**Task details:** All lines with the word "names" must be pulled from the entries below.

**Stored data:**

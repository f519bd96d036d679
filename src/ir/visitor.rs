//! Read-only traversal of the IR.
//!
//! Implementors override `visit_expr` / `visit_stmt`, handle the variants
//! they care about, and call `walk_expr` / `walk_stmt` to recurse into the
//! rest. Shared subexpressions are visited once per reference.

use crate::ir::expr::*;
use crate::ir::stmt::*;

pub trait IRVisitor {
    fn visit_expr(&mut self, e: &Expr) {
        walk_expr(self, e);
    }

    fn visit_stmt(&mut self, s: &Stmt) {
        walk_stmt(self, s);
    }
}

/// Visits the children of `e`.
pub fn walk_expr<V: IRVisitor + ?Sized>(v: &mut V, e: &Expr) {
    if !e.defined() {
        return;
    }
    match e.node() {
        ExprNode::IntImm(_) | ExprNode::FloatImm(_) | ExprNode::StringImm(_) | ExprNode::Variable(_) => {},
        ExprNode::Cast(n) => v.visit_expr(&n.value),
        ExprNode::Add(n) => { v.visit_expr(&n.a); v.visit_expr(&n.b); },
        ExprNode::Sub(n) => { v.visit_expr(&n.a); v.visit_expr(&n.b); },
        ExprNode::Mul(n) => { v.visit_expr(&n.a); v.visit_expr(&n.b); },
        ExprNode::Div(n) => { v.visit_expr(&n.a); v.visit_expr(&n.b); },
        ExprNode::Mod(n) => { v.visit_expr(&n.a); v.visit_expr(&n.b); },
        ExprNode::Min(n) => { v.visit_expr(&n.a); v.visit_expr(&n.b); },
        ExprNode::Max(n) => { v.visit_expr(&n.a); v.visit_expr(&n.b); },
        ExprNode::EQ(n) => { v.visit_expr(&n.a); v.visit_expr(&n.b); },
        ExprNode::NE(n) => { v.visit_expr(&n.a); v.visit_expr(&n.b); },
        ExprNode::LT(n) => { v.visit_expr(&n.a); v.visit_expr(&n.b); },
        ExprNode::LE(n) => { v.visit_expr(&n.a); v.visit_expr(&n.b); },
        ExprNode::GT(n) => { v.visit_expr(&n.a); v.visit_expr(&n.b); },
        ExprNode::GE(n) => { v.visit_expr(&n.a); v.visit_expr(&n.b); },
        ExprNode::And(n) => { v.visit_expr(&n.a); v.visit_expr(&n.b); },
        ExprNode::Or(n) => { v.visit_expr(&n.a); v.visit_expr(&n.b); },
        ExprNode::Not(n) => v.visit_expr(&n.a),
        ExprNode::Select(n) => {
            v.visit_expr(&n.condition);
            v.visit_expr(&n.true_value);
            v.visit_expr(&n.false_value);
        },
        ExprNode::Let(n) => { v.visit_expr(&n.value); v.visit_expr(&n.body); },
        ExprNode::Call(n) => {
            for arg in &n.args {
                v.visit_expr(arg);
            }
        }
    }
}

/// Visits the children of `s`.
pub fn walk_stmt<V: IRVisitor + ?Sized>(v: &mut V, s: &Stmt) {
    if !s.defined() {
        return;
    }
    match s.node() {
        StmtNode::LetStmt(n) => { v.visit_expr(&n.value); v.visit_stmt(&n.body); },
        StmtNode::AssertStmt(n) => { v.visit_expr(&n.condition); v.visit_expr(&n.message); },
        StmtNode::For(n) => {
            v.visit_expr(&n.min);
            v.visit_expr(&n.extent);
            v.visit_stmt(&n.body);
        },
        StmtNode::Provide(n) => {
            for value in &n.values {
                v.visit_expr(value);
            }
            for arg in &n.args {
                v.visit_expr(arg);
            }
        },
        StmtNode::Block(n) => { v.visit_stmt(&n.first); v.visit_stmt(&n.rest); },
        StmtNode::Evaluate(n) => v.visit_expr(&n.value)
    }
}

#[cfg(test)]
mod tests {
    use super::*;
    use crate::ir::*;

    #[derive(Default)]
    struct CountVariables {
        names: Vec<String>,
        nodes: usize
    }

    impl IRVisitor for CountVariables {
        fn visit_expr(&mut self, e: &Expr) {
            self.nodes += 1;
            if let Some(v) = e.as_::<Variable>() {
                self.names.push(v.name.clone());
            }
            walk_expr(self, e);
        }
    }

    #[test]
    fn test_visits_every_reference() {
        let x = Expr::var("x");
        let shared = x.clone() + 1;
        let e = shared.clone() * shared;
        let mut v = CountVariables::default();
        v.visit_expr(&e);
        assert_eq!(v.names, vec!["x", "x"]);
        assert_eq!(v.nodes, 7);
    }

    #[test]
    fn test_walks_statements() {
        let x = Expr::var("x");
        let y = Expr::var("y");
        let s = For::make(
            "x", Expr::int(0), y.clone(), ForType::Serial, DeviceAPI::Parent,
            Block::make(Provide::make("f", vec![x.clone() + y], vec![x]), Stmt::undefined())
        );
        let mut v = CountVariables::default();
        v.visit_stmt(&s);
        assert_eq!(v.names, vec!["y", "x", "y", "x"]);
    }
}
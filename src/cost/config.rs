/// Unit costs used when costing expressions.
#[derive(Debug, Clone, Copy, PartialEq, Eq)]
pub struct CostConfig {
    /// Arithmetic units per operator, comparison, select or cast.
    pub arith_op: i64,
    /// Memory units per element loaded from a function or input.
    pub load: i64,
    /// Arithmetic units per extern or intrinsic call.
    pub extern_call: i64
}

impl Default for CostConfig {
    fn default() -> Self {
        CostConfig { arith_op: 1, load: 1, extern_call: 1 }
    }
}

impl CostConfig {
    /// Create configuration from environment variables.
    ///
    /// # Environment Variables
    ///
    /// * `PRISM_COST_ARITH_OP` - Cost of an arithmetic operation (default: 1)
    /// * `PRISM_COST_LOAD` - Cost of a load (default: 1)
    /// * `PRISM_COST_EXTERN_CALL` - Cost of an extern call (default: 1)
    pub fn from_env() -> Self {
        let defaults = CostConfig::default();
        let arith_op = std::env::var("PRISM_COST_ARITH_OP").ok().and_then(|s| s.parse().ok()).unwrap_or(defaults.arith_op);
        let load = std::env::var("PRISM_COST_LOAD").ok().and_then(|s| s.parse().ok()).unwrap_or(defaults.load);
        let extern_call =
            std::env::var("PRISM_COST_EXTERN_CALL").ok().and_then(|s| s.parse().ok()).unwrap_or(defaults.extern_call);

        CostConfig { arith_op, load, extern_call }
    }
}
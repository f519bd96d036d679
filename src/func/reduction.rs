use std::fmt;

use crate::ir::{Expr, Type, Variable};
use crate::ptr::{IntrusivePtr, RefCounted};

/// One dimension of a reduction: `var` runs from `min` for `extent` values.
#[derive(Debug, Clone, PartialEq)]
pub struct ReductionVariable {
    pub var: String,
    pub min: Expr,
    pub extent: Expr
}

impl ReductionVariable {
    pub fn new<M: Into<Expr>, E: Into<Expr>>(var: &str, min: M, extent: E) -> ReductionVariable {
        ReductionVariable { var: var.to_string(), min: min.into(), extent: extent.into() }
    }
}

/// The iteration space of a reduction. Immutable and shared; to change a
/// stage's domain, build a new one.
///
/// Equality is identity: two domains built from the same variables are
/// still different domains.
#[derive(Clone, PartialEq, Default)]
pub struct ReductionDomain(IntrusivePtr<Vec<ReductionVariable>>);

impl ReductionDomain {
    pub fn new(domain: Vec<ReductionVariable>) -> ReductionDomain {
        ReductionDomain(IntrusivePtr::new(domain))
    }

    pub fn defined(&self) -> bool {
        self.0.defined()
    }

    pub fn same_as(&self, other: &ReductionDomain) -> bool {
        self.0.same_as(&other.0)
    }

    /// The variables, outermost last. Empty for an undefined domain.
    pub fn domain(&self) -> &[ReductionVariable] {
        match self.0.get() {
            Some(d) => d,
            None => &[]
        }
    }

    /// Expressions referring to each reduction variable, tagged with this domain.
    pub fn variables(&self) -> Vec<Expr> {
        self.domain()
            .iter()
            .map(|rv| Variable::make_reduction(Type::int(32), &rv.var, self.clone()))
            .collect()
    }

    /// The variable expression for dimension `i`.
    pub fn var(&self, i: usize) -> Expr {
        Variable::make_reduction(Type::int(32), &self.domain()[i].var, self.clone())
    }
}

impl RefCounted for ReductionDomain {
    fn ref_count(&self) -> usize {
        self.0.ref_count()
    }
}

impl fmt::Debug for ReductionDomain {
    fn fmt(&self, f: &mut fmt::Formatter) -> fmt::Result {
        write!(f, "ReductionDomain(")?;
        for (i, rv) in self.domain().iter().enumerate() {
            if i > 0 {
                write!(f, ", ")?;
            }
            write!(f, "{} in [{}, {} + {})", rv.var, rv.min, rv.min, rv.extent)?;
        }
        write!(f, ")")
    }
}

**Final answer:**
        names: Vec<String>,
                self.names.push(v.name.clone());
        assert_eq!(v.names, vec!["x", "x"]);
        assert_eq!(v.names, vec!["y", "x", "y", "x"]);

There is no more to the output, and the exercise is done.